XX век представляет. Избранные - страница 11
В «Обломове» (Михалков, 1980) он сыграл и взрослого Штольца, и мальчика, покидающего дом, уезжающего в снежное никуда. Никто другой не смог бы в 32 года так сыграть ребенка. Башлык, укутавший голову, – излишняя предосторожность. Детскую дрожь губ не сыграть. Для этого нужно оставаться ребенком до самой смерти.
Игрушки дают ребенку ощущение гармонии, которой не будет во взрослом мире. С «игрушками» у Богатырева свои отношения. В раннем детстве вставал, лунатик, во сне и наряжался в шелковый халат, мамину шляпу с пером и вуалеткой. Студентом художественного училища прибился к кукольному театру-студии «Глобус», отдыхавшему по соседству с археологическими раскопками, где Богатырев подрабатывал художником. Привел в смятение Аркадия Райкина, украдкой прицепив к носу, в разгар светской беседы, искусственную соплю: это уже не ребячество, а ребяческий идиотизм. Достойный Саяпина из вампиловской «Утиной охоты» – Богатырев сыграл этого идиота в фильме Виталия Мельникова «Отпуск в сентябре» (1979).
«Такой Пьер Безухов, только глупый». Это Михалков о Серже из «Неоконченной пьесы для механического пианино» (1977). Но, кажется, и о самом Богатыреве, «человеке, задержавшемся в детстве» (Елена Соловей). Последнюю «игрушку» он получит в подарок уже после смерти. Зная, что он мечтал о роли Обломова, знакомая попросила дочь-художницу сшить темно-бордовый, «обломовский» халат: «И мы положили его Юре в гроб – прикрыли его ноги обломовским халатом, как символом его несбывшейся мечты, незавершенной жизни».
Вещи, вещички, штучки-дрючки, игрушки окружают его и на экране. Хитрая кухонная машинка, чудо-велосипед не подведут Штольца. Поделки из древесных корней, которые Стасик в «Родне» втихаря забирает из жениной квартиры, «самые дорогие» его сердцу вещи, – не вмажут в лоб, как жлобиха теща. Поделиться любимыми игрушками, отдать все свои костюмы косцам – идущий от сердца жест Сержа. Окружающие зафыркают, потом засмеются в голос, представив мужичков во фраках. Смешно. А ему впору плакать. В «Рабе любви» (Михалков, 1975) он и сам стал «вещичкой», «сыграв» фотографию актера, которого так и не дождалась дива Вознесенская.

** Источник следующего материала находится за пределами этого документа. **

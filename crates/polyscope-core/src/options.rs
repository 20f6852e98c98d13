//! Configuration options for polyscope.

use serde::{Deserialize, Serialize};

use crate::error::Result;
use crate::quantity::ParamVizStyle;

/// Global configuration options for polyscope.
#[derive(Debug, Clone, PartialEq, Serialize, Deserialize)]
#[serde(default)]
pub struct Options {
    /// Material assigned to newly registered surface meshes.
    pub default_material: String,

    /// Defaults applied to newly created texture quantities.
    pub texture_quantity: TextureQuantityOptions,
}

impl Default for Options {
    fn default() -> Self {
        Self {
            default_material: "clay".to_string(),
            texture_quantity: TextureQuantityOptions::default(),
        }
    }
}

impl Options {
    /// Parses options from JSON. Missing fields keep their defaults.
    pub fn from_json(json: &str) -> Result<Self> {
        Ok(serde_json::from_str(json)?)
    }

    /// Serializes the options to pretty-printed JSON.
    pub fn to_json(&self) -> Result<String> {
        Ok(serde_json::to_string_pretty(self)?)
    }
}

/// Initial parameter values for a surface texture quantity.
#[derive(Debug, Clone, Copy, PartialEq, Serialize, Deserialize)]
#[serde(default)]
pub struct TextureQuantityOptions {
    /// Texture scale, also the checker/grid period.
    pub checker_size: f32,
    /// Darkening factor of the alternate checker cells and grid lines.
    pub alt_darkness: f32,
    /// Rotation of the UV coordinates, in radians.
    pub rotation: f32,
    /// Mirror the U coordinate.
    pub flip_u: bool,
    /// Mirror the V coordinate (images are stored top row first).
    pub flip_v: bool,
    /// Initial visualization style.
    pub style: ParamVizStyle,
}

impl Default for TextureQuantityOptions {
    fn default() -> Self {
        Self {
            checker_size: 1.0,
            alt_darkness: 1.0,
            rotation: 0.0,
            flip_u: false,
            flip_v: true,
            style: ParamVizStyle::Texture,
        }
    }
}

#[cfg(test)]
mod tests {
    use super::*;

    #[test]
    fn test_default_texture_options() {
        let opts = TextureQuantityOptions::default();
        assert!((opts.checker_size - 1.0).abs() < f32::EPSILON);
        assert!((opts.alt_darkness - 1.0).abs() < f32::EPSILON);
        assert!(!opts.flip_u);
        assert!(opts.flip_v);
        assert_eq!(opts.style, ParamVizStyle::Texture);
    }

    #[test]
    fn test_partial_json_keeps_defaults() {
        let opts = Options::from_json(r#"{ "texture_quantity": { "flip_v": false } }"#).unwrap();
        assert!(!opts.texture_quantity.flip_v);
        assert!((opts.texture_quantity.checker_size - 1.0).abs() < f32::EPSILON);
        assert_eq!(opts.default_material, "clay");
    }

    #[test]
    fn test_json_round_trip() {
        let mut opts = Options::default();
        opts.texture_quantity.style = ParamVizStyle::Grid;
        opts.default_material = "wax".to_string();
        let parsed = Options::from_json(&opts.to_json().unwrap()).unwrap();
        assert_eq!(parsed, opts);
    }

    #[test]
    fn test_invalid_json_is_an_error() {
        assert!(Options::from_json("{ not json").is_err());
    }
}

Слезы набухают в уголках глаз Сержа, Филиппка, Стасика, на экране Богатырев не плачет, но заплачет вот-вот, за кадром, в жизни. Только-только исполнилась его заветная мечта – переход из «Современника» во МХАТ – а он уже рыдает: «Я не могу, я не вынесу!»: будто не знал, что во МХАТе как везде – интриги и пьянки. Надежда Серая впервые увидела его в коридоре коммуналки обливающимся слезами. «Мне стало так страшно! У человека, должно быть, горе! Огромное горе!» Друзья объясняют: не обращай внимания, это с ним бывает, особенно когда выпьет. И правда, плакал из-за чепухи. Провожал племянника, уже закрыв дверь, подумал, как тому непросто приходится в жизни, и разрыдался, «как будто у него произошла какая-то жуткая трагедия». Перед смертью, как Фассбиндер, звонил друзьям глубокой ночью и рыдал в трубку, умоляя поговорить с ним. Слышал в ответ: возьми себя в руки, это истерика, как тебе не стыдно.
Слезы не из-за чего, жалость ко всем, прежде всего к себе – не просто психофизика Богатырева. Если угодно, символ 1970-х. Эпохи, когда как бы ничего не происходило, а просто лениво текла и утекала жизнь. Никогда еще столько не плакали в русской литературе, как в 1970-х. «Он вдруг заплакал, отвернувшись», потому, что «в детстве небо казалось высоким и синим, а потом выцвело» – это герой рассказа Юрия Казакова «Во сне ты горько плакал». Герой, застрелившийся без видимой причины. «Я так горько плакал», «уж слишком пусто стало за плечами», пишет в своем дневнике за 1982 год удачливый – не то слово – Юрий Нагибин. Жалеют свое «бедное сердце», терзаются «бессонницей, стеснением в груди и страхом смерти», до слез стыдятся невольного шутовства герои Юрия Трифонова. Плачут люди, у которых в общем-то все хорошо. «У меня все хорошо… Но есть один человек, который меня ненавидит… А так у меня со всеми прекрасные отношения», – сказал Богатырев незадолго до смерти другу детства, случайно встреченному в метро.